→ **Work task**: Take the material below and restate it word for word, stopping after the line in which "The crate doesn't" occurs.
- Opening Delimiter -
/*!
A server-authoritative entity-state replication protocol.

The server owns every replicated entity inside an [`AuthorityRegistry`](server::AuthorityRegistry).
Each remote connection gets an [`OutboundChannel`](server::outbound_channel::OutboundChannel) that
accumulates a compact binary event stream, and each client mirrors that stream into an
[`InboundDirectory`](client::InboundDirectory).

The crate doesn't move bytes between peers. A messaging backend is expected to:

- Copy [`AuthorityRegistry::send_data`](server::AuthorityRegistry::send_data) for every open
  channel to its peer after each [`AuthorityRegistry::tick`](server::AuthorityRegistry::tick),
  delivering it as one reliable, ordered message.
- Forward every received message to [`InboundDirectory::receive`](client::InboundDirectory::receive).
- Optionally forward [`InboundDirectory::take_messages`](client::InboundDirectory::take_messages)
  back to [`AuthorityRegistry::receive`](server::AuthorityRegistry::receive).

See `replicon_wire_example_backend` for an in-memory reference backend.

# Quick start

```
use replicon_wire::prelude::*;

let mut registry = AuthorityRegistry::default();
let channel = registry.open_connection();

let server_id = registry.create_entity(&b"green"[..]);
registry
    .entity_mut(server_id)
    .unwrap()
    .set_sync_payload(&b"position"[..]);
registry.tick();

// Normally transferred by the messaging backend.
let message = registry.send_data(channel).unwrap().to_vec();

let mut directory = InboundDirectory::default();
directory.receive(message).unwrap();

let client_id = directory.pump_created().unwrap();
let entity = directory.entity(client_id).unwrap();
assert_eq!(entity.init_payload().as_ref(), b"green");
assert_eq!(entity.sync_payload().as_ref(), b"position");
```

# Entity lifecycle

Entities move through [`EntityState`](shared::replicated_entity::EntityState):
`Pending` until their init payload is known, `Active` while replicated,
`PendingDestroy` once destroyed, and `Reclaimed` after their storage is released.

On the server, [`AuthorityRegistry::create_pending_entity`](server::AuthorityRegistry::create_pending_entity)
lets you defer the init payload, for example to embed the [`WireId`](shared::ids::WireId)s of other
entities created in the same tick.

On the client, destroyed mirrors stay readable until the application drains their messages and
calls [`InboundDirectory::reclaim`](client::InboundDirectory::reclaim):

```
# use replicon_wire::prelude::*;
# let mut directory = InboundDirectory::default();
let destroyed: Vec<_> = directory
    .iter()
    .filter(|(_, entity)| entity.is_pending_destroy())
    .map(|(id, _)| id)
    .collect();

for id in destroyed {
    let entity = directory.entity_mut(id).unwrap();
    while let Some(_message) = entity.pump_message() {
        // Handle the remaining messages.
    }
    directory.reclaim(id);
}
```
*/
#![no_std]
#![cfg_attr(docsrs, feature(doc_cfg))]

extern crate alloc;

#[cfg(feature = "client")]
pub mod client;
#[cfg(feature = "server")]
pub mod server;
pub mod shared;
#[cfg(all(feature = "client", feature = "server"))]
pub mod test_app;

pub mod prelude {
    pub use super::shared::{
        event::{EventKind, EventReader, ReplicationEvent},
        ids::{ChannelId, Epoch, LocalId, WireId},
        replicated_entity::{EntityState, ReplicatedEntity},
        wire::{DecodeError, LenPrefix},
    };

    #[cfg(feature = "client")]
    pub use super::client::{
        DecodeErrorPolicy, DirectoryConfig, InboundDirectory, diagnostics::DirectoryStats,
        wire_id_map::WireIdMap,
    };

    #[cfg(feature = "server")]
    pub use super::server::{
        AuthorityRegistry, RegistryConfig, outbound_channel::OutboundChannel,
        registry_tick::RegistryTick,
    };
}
- Closing Delimiter -
→ **Output of the exercise**:
/*!
A server-authoritative entity-state replication protocol.

The server owns every replicated entity inside an [`AuthorityRegistry`](server::AuthorityRegistry).
Each remote connection gets an [`OutboundChannel`](server::outbound_channel::OutboundChannel) that
accumulates a compact binary event stream, and each client mirrors that stream into an
[`InboundDirectory`](client::InboundDirectory).

The crate doesn't move bytes between peers. A messaging backend is expected to:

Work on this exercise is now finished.